J’ai revu il y a peu la trilogie de Pagnol et ces mots merveilleux après la mort de Panisse : « C’est au premier regard porté, en famille, autour de la table, sur les sièges les plus écartés, que se fait l’adieu véritable. » Ca m’a inspiré ce texte…

C’est au premier regard porté, en famille, autour de la table,
sur les sièges les plus écartés, que se fait l’adieu véritable

quand le silence prend toute la place, s’étend, lourd de sens,
et que l’on sait, sans se le dire, que commence l’absence.

L’ami s’est levé. Et déjà il part.
laissant derrière lui l’ombre de sa mort.
il part sans bruit, sans crier gare,
et nos paroles butent à l’aune des remords.

Ce qui manque surtout, ce n’est pas de mourir,
C’est de ne plus pouvoir lui parler, de le voir aussi,
De garder pour soi ce qui aurait dû lui parvenir,
Les bons moments, les confidences, c’est ainsi.,

Sa voix vit dans nos mémoires, fragile. Nous rassure,
On se retourne, un peu trop tard, croyant l’entendre,
Elle surgit dans un éclat, dans un mot, un murmure,
Puis très vite, le réel reprend sa place sans attendre.

Alors on essaie, chaque jour de faire sans lui,
On apprend lentement à vivre, mais autrement,
à porter son absence, sans pleurs et sans cris ;
On élargit le cercle, doucement, nonchalamment.

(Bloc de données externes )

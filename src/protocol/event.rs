//! Raw events delivered by the protocol bridge.
//!
//! Only the event kinds the bot reacts to are modelled. Every other kind
//! (presence, receipts, history sync, labels...) deserializes to
//! [`RawEvent::Ignored`].

use chrono::{DateTime, Utc};
use serde::{Deserialize, Serialize};
use serde_json::Value;

use super::Jid;

/// One protocol event.
#[derive(Debug, Clone, Serialize, Deserialize)]
#[serde(tag = "type", rename_all = "snake_case")]
pub enum RawEvent {
    /// Session connected and authenticated.
    Connected,

    /// Connection closed by the server.
    Disconnected,

    /// A new device pairing completed.
    PairSuccess { jid: Jid },

    /// The session was revoked; re-pairing needs a human.
    LoggedOut {
        #[serde(default)]
        reason: String,
    },

    /// Incoming 1:1 call.
    CallOffer { from: Jid, call_id: String },

    /// Incoming group call.
    CallOfferNotice { from: Jid, call_id: String },

    /// A message, either received or sent from one of our own devices.
    Message(RawMessage),

    #[serde(other)]
    Ignored,
}

/// Message event: routing metadata plus the protocol payload.
#[derive(Debug, Clone, Serialize, Deserialize)]
pub struct RawMessage {
    pub info: MessageInfo,
    #[serde(default)]
    pub message: Payload,
}

/// Routing metadata of a message event.
#[derive(Debug, Clone, Serialize, Deserialize)]
pub struct MessageInfo {
    pub id: String,
    pub sender: Jid,
    /// Chat the message belongs to. For incoming 1:1 messages this is the
    /// remote party, not us.
    pub chat: Jid,
    #[serde(default)]
    pub is_from_me: bool,
    #[serde(default)]
    pub is_group: bool,
    /// Server-assigned send time.
    pub timestamp: DateTime<Utc>,
}

/// Message payload. At most one field is expected to be set, but nothing
/// enforces it; the classifier picks by priority.
#[derive(Debug, Clone, Default, Serialize, Deserialize)]
pub struct Payload {
    #[serde(default, skip_serializing_if = "Option::is_none")]
    pub conversation: Option<String>,
    #[serde(default, skip_serializing_if = "Option::is_none")]
    pub extended_text: Option<ExtendedText>,
    #[serde(default, skip_serializing_if = "Option::is_none")]
    pub image: Option<MediaMessage>,
    #[serde(default, skip_serializing_if = "Option::is_none")]
    pub video: Option<MediaMessage>,
    #[serde(default, skip_serializing_if = "Option::is_none")]
    pub audio: Option<AudioMessage>,
    #[serde(default, skip_serializing_if = "Option::is_none")]
    pub document: Option<DocumentMessage>,
    #[serde(default, skip_serializing_if = "Option::is_none")]
    pub sticker: Option<StickerMessage>,
}

/// Text with formatting, link preview or a quoted message.
#[derive(Debug, Clone, Default, Serialize, Deserialize)]
pub struct ExtendedText {
    #[serde(default)]
    pub text: String,
    /// Quote/mention context, kept opaque and passed back on edits.
    #[serde(default, skip_serializing_if = "Option::is_none")]
    pub context_info: Option<Value>,
}

/// Image or video.
#[derive(Debug, Clone, Default, Serialize, Deserialize)]
pub struct MediaMessage {
    #[serde(default)]
    pub caption: Option<String>,
    #[serde(default)]
    pub mimetype: Option<String>,
}

#[derive(Debug, Clone, Default, Serialize, Deserialize)]
pub struct AudioMessage {
    #[serde(default)]
    pub seconds: Option<u32>,
    /// Push-to-talk voice note.
    #[serde(default)]
    pub ptt: bool,
}

#[derive(Debug, Clone, Default, Serialize, Deserialize)]
pub struct DocumentMessage {
    #[serde(default)]
    pub file_name: Option<String>,
    #[serde(default)]
    pub title: Option<String>,
    #[serde(default)]
    pub mimetype: Option<String>,
}

#[derive(Debug, Clone, Default, Serialize, Deserialize)]
pub struct StickerMessage {
    #[serde(default)]
    pub animated: bool,
}

#[cfg(test)]
mod tests {
    use super::*;

    #[test]
    fn test_message_event_from_json() {
        let json = r#"{
            "type": "message",
            "info": {
                "id": "3EB0C767D26A1D1B",
                "sender": "6281234567890:4@s.whatsapp.net",
                "chat": "6281234567890@s.whatsapp.net",
                "timestamp": "2026-10-19T08:00:00Z"
            },
            "message": { "conversation": "hello" }
        }"#;

        let event: RawEvent = serde_json::from_str(json).unwrap();
        let RawEvent::Message(raw) = event else {
            panic!("expected message event");
        };
        assert_eq!(raw.info.id, "3EB0C767D26A1D1B");
        assert_eq!(raw.info.sender.device(), Some(4));
        assert!(!raw.info.is_from_me);
        assert_eq!(raw.message.conversation.as_deref(), Some("hello"));
    }

    #[test]
    fn test_unknown_event_is_ignored() {
        let event: RawEvent = serde_json::from_str(r#"{"type": "presence"}"#).unwrap();
        assert!(matches!(event, RawEvent::Ignored));
    }

    #[test]
    fn test_call_offer_from_json() {
        let json = r#"{"type": "call_offer", "from": "628111@s.whatsapp.net", "call_id": "C1"}"#;
        let event: RawEvent = serde_json::from_str(json).unwrap();
        assert!(matches!(event, RawEvent::CallOffer { ref call_id, .. } if call_id == "C1"));
    }
}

Quand arrive une grande nouvelle, vite on l’appelle
Pour la partager avec lui, pour rire et apprécier,
Bien sûr il n’est plus là. On lève les yeux au ciel,
Espérant que tout là-haut, il ait pu en profiter.

Vivre devient un verbe lent, un pas sans destination,
Le monde garde son élan, mais pas son inspiration.
Les jours pâlis s’en vont, sans sel, sans joie véritable,
Depuis son dernier regard… autour de la table.